WORK TO COMPLETE => Please keep to the lines below from the one with "use tokio::sync::mpsc;" through the one with "pub fn is_terminal(&self)", and restate them word for word, ends included.

DATA RECORDS =>
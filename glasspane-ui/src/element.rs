use crate::kind::ElementKind;
use serde::{Deserialize, Serialize};

/// Sanitized key/value property map. Always structured data: values come
/// from JSON, never from executable content.
pub type Props = serde_json::Map<String, serde_json::Value>;

/// One element in a session's virtual registry. Owned exclusively by the
/// reconciler for that session; ids are session-scoped and never reused
/// while the element is live.
#[derive(Debug, Clone, PartialEq, Serialize, Deserialize)]
pub struct VirtualElement {
    pub id: u64,
    pub kind: ElementKind,
    pub props: Props,
    /// Ordered child ids. Every id listed here resolves in the registry
    /// until the child is explicitly removed.
    pub children: Vec<u64>,
    #[serde(skip_serializing_if = "Option::is_none")]
    pub text: Option<String>,
}

impl VirtualElement {
    pub fn new(id: u64, kind: ElementKind, props: Props) -> Self {
        Self {
            id,
            kind,
            props,
            children: Vec::new(),
            text: None,
        }
    }
}

/// A handler reference attached to a projected node. Only the opaque id
/// crosses back to the execution context, never a callable.
#[derive(Debug, Clone, PartialEq, Serialize, Deserialize)]
pub struct NativeHandler {
    pub event: String,
    pub handler_id: u64,
}

/// A node of the projected native tree, ready for the host's renderer.
/// Props here have passed the sanitizer twice: once on entry to the
/// registry and once at the render boundary.
#[derive(Debug, Clone, PartialEq, Serialize, Deserialize)]
pub struct NativeNode {
    pub kind: ElementKind,
    pub props: Props,
    #[serde(skip_serializing_if = "Option::is_none")]
    pub text: Option<String>,
    #[serde(skip_serializing_if = "Vec::is_empty", default)]
    pub handlers: Vec<NativeHandler>,
    #[serde(skip_serializing_if = "Vec::is_empty", default)]
    pub children: Vec<NativeNode>,
}

impl NativeNode {
    pub fn new(kind: ElementKind) -> Self {
        Self {
            kind,
            props: Props::new(),
            text: None,
            handlers: Vec::new(),
            children: Vec::new(),
        }
    }

    pub fn with_text(kind: ElementKind, text: impl Into<String>) -> Self {
        let mut node = NativeNode::new(kind);
        node.text = Some(text.into());
        node
    }

    /// Total node count of this subtree, root included.
    pub fn node_count(&self) -> usize {
        1 + self.children.iter().map(NativeNode::node_count).sum::<usize>()
    }
}
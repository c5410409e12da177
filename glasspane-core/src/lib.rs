//! Core rendering pipeline for untrusted provider content.
//!
//! Providers deliver [`resource::UiResource`]s in one of three modes:
//! sanitized markup, an external reference rendered in its own origin
//! scope, or a scripted program. Programs run inside an isolated
//! [`executor::ScriptExecutor`] with a fixed builder API and no host
//! reach; everything they do crosses the boundary as serialized
//! [`protocol::Operation`]s, validated by the [`reconciler`], and every
//! outbound request passes the per-session [`guard::CapabilityGuard`].
//! The [`surface::SurfaceManager`] ties one session to one surface.

pub mod bridge;
pub mod channel;
pub mod classifier;
pub mod error;
pub mod executor;
pub mod guard;
pub mod protocol;
pub mod rate;
pub mod reconciler;
pub mod resource;
pub mod session;
pub mod surface;

pub use bridge::EventDispatchBridge;
pub use channel::ActionChannel;
pub use classifier::classify;
pub use error::{CoreError, CoreResult};
pub use executor::{ExecutorConfig, ScriptExecutor};
pub use guard::{CapabilityGuard, GuardConfig, HostActions, NoopHostActions, ToolRequest};
pub use protocol::{ActionEnvelope, InboundMessage, Operation, SubmitOutcome};
pub use reconciler::{TreeReconciler, ROOT_ELEMENT_ID};
pub use resource::{ContentType, RenderHints, UiResource};
pub use session::{FallbackPanel, RenderSession, SessionState};
pub use surface::{SurfaceManager, SurfaceSpec};
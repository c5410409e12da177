//! Per-session state: one rendering session per delivered resource, owning
//! its guard, channel, and (for scripted programs) the executor/reconciler
//! pipeline. Sessions never share registries; everything here dies with
//! the session.

use crate::channel::ActionChannel;
use crate::error::{CoreError, CoreResult};
use crate::executor::{ExecutorConfig, ScriptExecutor};
use crate::guard::{CapabilityGuard, GuardConfig, HostActions, ToolRequest};
use crate::protocol::{ActionEnvelope, InboundMessage, Operation, SubmitOutcome};
use crate::reconciler::TreeReconciler;
use crate::resource::{ContentType, UiResource};
use crate::surface::SurfaceSpec;
use crate::bridge::EventDispatchBridge;
use glasspane_ui::{ElementKind, NativeNode};
use serde_json::Value;
use std::collections::HashSet;
use std::sync::Arc;
use tokio::sync::mpsc;
use tracing::{debug, error, warn};
use uuid::Uuid;

#[derive(Debug, Clone, Copy, PartialEq, Eq)]
pub enum SessionState {
    Uninitialized,
    Initializing,
    Executing,
    Live,
    Disposed,
    Errored,
}

impl SessionState {
    /// The full transition table. No transition skips `Initializing`;
    /// `Disposed` and `Errored` are terminal.
    pub fn can_transition(from: SessionState, to: SessionState) -> bool {
        use SessionState::*;
        matches!(
            (from, to),
            (Uninitialized, Initializing)
                | (Initializing, Executing)
                | (Executing, Live)
                | (Initializing, Errored)
                | (Executing, Errored)
                | (Live, Errored)
                | (Initializing, Disposed)
                | (Executing, Disposed)
                | (Live, Disposed)
        )
    }

    pub fn is_terminal(&self) -> bool {
        matches!(self, SessionState::Disposed | SessionState::Errored)
    }
}

/// Friendly failure display: short reason by default, full technical
/// detail on demand.
#[derive(Debug, Clone, PartialEq)]
pub struct FallbackPanel {
    pub uri: String,
    pub reason: String,
    pub detail: String,
}

impl FallbackPanel {
    pub fn new(uri: impl Into<String>, error: &CoreError, detail: impl Into<String>) -> Self {
        Self {
            uri: uri.into(),
            reason: error.to_string(),
            detail: detail.into(),
        }
    }

    /// Project the panel through the same whitelisted vocabulary as any
    /// other content. The detail node ships hidden.
    pub fn to_native(&self) -> NativeNode {
        let mut panel = NativeNode::new(ElementKind::Div);
        panel
            .props
            .insert("class".to_string(), Value::String("glasspane-fallback".to_string()));
        panel
            .children
            .push(NativeNode::with_text(ElementKind::Strong, "Content unavailable"));
        panel.children.push(NativeNode::with_text(
            ElementKind::P,
            format!("Resource: {}", self.uri),
        ));
        panel
            .children
            .push(NativeNode::with_text(ElementKind::P, self.reason.clone()));
        let mut detail = NativeNode::with_text(ElementKind::Pre, self.detail.clone());
        detail.props.insert("hidden".to_string(), Value::Bool(true));
        panel.children.push(detail);
        panel
    }
}

/// Executor + reconciler, present only for scripted-program sessions.
struct ScriptPipeline {
    executor: ScriptExecutor,
    reconciler: TreeReconciler,
}

pub struct RenderSession {
    id: Uuid,
    resource: UiResource,
    spec: SurfaceSpec,
    state: SessionState,
    guard: Arc<CapabilityGuard>,
    channel: ActionChannel,
    inbound_rx: mpsc::UnboundedReceiver<InboundMessage>,
    bridge: EventDispatchBridge,
    pipeline: Option<ScriptPipeline>,
    fallback: Option<FallbackPanel>,
}

impl RenderSession {
    /// Build the session scaffolding in `Uninitialized`; `start` runs it.
    pub fn create(
        resource: UiResource,
        spec: SurfaceSpec,
        guard_config: GuardConfig,
        exec_config: ExecutorConfig,
        tool_tx: mpsc::Sender<ToolRequest>,
        host: Arc<dyn HostActions>,
    ) -> CoreResult<Self> {
        let id = Uuid::new_v4();
        let token = Uuid::new_v4();
        let (inbound_tx, inbound_rx) = mpsc::unbounded_channel();
        // The allowlist is copied here, at session start, and never read
        // again from provider-influenced state.
        let allowlist: HashSet<String> = resource.capabilities.iter().cloned().collect();
        let guard = Arc::new(CapabilityGuard::new(
            id,
            token,
            allowlist,
            guard_config,
            tool_tx,
            inbound_tx.clone(),
            host,
        ));
        let channel = ActionChannel::new(Arc::clone(&guard), token);
        let bridge = EventDispatchBridge::new(inbound_tx);
        let pipeline = if spec.mode == ContentType::ScriptedProgram {
            Some(ScriptPipeline {
                executor: ScriptExecutor::new(exec_config)?,
                reconciler: TreeReconciler::new(),
            })
        } else {
            None
        };
        Ok(Self {
            id,
            resource,
            spec,
            state: SessionState::Uninitialized,
            guard,
            channel,
            inbound_rx,
            bridge,
            pipeline,
            fallback: None,
        })
    }

    pub fn id(&self) -> Uuid {
        self.id
    }

    pub fn state(&self) -> SessionState {
        self.state
    }

    pub fn surface_spec(&self) -> &SurfaceSpec {
        &self.spec
    }

    pub fn resource(&self) -> &UiResource {
        &self.resource
    }

    pub fn fallback(&self) -> Option<&FallbackPanel> {
        self.fallback.as_ref()
    }

    pub fn outstanding_calls(&self) -> usize {
        self.guard.outstanding_calls()
    }

    /// The provenance token this session's surface stamps on envelopes.
    /// Held by the surface, never exposed to provider content.
    pub fn provenance_token(&self) -> Uuid {
        self.channel.token()
    }

    /// Run the session up to `Live`. For scripted programs this executes
    /// the provider program and applies its first operation batch.
    pub fn start(&mut self) -> CoreResult<()> {
        self.transition(SessionState::Initializing);
        self.transition(SessionState::Executing);
        let run_result = match &self.pipeline {
            Some(pipeline) => pipeline.executor.run_program(&self.resource.payload),
            None => Ok(()),
        };
        if let Err(e) = run_result {
            self.fail(e.clone());
            return Err(e);
        }
        self.flush_operations();
        if self.state == SessionState::Executing {
            self.transition(SessionState::Live);
        }
        self.pump();
        Ok(())
    }

    /// Fail before any execution: the session enters `Initializing` and
    /// terminates there. Used when the resource cannot be classified.
    pub fn initialize_failed(&mut self, err: CoreError) {
        self.transition(SessionState::Initializing);
        self.fail(err);
    }

    /// Mark the session failed: fallback panel, pending calls rejected,
    /// execution context terminated. Never re-throws into the host.
    pub fn fail(&mut self, err: CoreError) {
        error!(session = %self.id, %err, "session failed");
        let detail = self
            .pipeline
            .as_ref()
            .map(|p| p.executor.console())
            .unwrap_or_default();
        self.fallback = Some(FallbackPanel::new(&self.resource.uri, &err, detail));
        self.transition(SessionState::Errored);
        self.guard.dispose();
        self.drain_inbound();
        self.pipeline = None;
    }

    /// Process queued inbound messages and flush any operations they
    /// produced. Messages a scripted pipeline consumes internally are not
    /// returned; for markup/external surfaces all messages are returned so
    /// the surface can relay them.
    pub fn pump(&mut self) -> Vec<InboundMessage> {
        if self.state.is_terminal() {
            // Late messages from a terminated session are dropped on arrival.
            self.drain_inbound();
            return Vec::new();
        }
        let mut passthrough = Vec::new();
        let mut failure: Option<CoreError> = None;
        while let Ok(message) = self.inbound_rx.try_recv() {
            match (&self.pipeline, message) {
                (Some(pipeline), InboundMessage::CallResult { correlation_id, result }) => {
                    if let Err(e) = pipeline.executor.deliver_call_result(correlation_id, &result)
                    {
                        failure = Some(e);
                        break;
                    }
                }
                (Some(pipeline), InboundMessage::Event { handler_id, payload }) => {
                    match pipeline.executor.dispatch_event(handler_id, &payload) {
                        Ok(_) => {}
                        Err(e) => {
                            failure = Some(e);
                            break;
                        }
                    }
                }
                (None, message) => passthrough.push(message),
            }
            self.flush_operations();
        }
        if let Some(e) = failure {
            self.fail(e);
        }
        passthrough
    }

    /// Route a native interaction through the event dispatch bridge.
    pub fn dispatch_native_event(&mut self, element_id: u64, event: &str, payload: Value) -> bool {
        if self.state != SessionState::Live {
            return false;
        }
        let Some(pipeline) = &self.pipeline else {
            return false;
        };
        let sent = self
            .bridge
            .dispatch(&pipeline.reconciler, element_id, event, payload);
        if sent {
            self.pump();
        }
        sent
    }

    /// Submit an envelope on behalf of this session's surface. The token
    /// is the caller's proof of provenance.
    pub fn submit_action(&mut self, envelope: ActionEnvelope, token: Uuid) -> SubmitOutcome {
        if self.state.is_terminal() {
            return SubmitOutcome::Dropped;
        }
        let outcome = self.guard.submit(envelope, token);
        // Markup and external surfaces keep their inbound messages for the
        // caller's next pump; only a script pipeline consumes them here.
        if self.pipeline.is_some() {
            self.pump();
        }
        outcome
    }

    /// Current native projection: the reconciled tree for scripted
    /// sessions, the fallback panel after a failure, nothing for surfaces
    /// that render their payload directly.
    pub fn project(&self) -> Option<NativeNode> {
        if let Some(fallback) = &self.fallback {
            return Some(fallback.to_native());
        }
        self.pipeline.as_ref().map(|p| p.reconciler.project())
    }

    /// Change-gated projection: `Some` only when the reconciled tree
    /// changed since the last take. Hosts poll this after pumping instead
    /// of re-rendering unconditionally.
    pub fn take_projection(&mut self) -> Option<NativeNode> {
        let pipeline = self.pipeline.as_mut()?;
        if pipeline.reconciler.take_dirty() {
            Some(pipeline.reconciler.project())
        } else {
            None
        }
    }

    pub fn element_count(&self) -> Option<usize> {
        self.pipeline.as_ref().map(|p| p.reconciler.element_count())
    }

    /// Dispose the session: terminate the execution context and reject all
    /// outstanding calls with `Cancelled`, synchronously.
    pub fn dispose(&mut self) {
        if self.state.is_terminal() {
            return;
        }
        self.transition(SessionState::Disposed);
        self.guard.dispose();
        self.drain_inbound();
        self.pipeline = None;
        debug!(session = %self.id, "session disposed");
    }

    /// Drain one emitted batch through the guard (host calls) and the
    /// reconciler (tree operations). One drain is the re-render boundary.
    fn flush_operations(&mut self) {
        let ops = match &self.pipeline {
            Some(pipeline) => pipeline.executor.drain_operations(),
            None => return,
        };
        if ops.is_empty() {
            return;
        }
        let mut tree_ops = Vec::with_capacity(ops.len());
        for op in ops {
            match op {
                Operation::InvokeHost {
                    operation,
                    args,
                    correlation_id,
                } => {
                    self.channel.submit(ActionEnvelope::Invoke {
                        operation,
                        args,
                        correlation_id,
                    });
                }
                other => tree_ops.push(other),
            }
        }
        if let Some(pipeline) = self.pipeline.as_mut() {
            let released = pipeline.reconciler.apply_batch(&tree_ops);
            for handler_id in released {
                pipeline.executor.remove_handler(handler_id);
            }
        }
    }

    fn drain_inbound(&mut self) {
        while self.inbound_rx.try_recv().is_ok() {}
    }

    fn transition(&mut self, next: SessionState) {
        if SessionState::can_transition(self.state, next) {
            debug!(session = %self.id, from = ?self.state, to = ?next, "state transition");
            self.state = next;
        } else {
            warn!(session = %self.id, from = ?self.state, to = ?next, "illegal state transition ignored");
        }
    }
}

TASK SOLUTION =>
use tokio::sync::mpsc;
use tracing::{debug, error, warn};
use uuid::Uuid;

#[derive(Debug, Clone, Copy, PartialEq, Eq)]
pub enum SessionState {
    Uninitialized,
    Initializing,
    Executing,
    Live,
    Disposed,
    Errored,
}

impl SessionState {
    /// The full transition table. No transition skips `Initializing`;
    /// `Disposed` and `Errored` are terminal.
    pub fn can_transition(from: SessionState, to: SessionState) -> bool {
        use SessionState::*;
        matches!(
            (from, to),
            (Uninitialized, Initializing)
                | (Initializing, Executing)
                | (Executing, Live)
                | (Initializing, Errored)
                | (Executing, Errored)
                | (Live, Errored)
                | (Initializing, Disposed)
                | (Executing, Disposed)
                | (Live, Disposed)
        )
    }

    pub fn is_terminal(&self) -> bool {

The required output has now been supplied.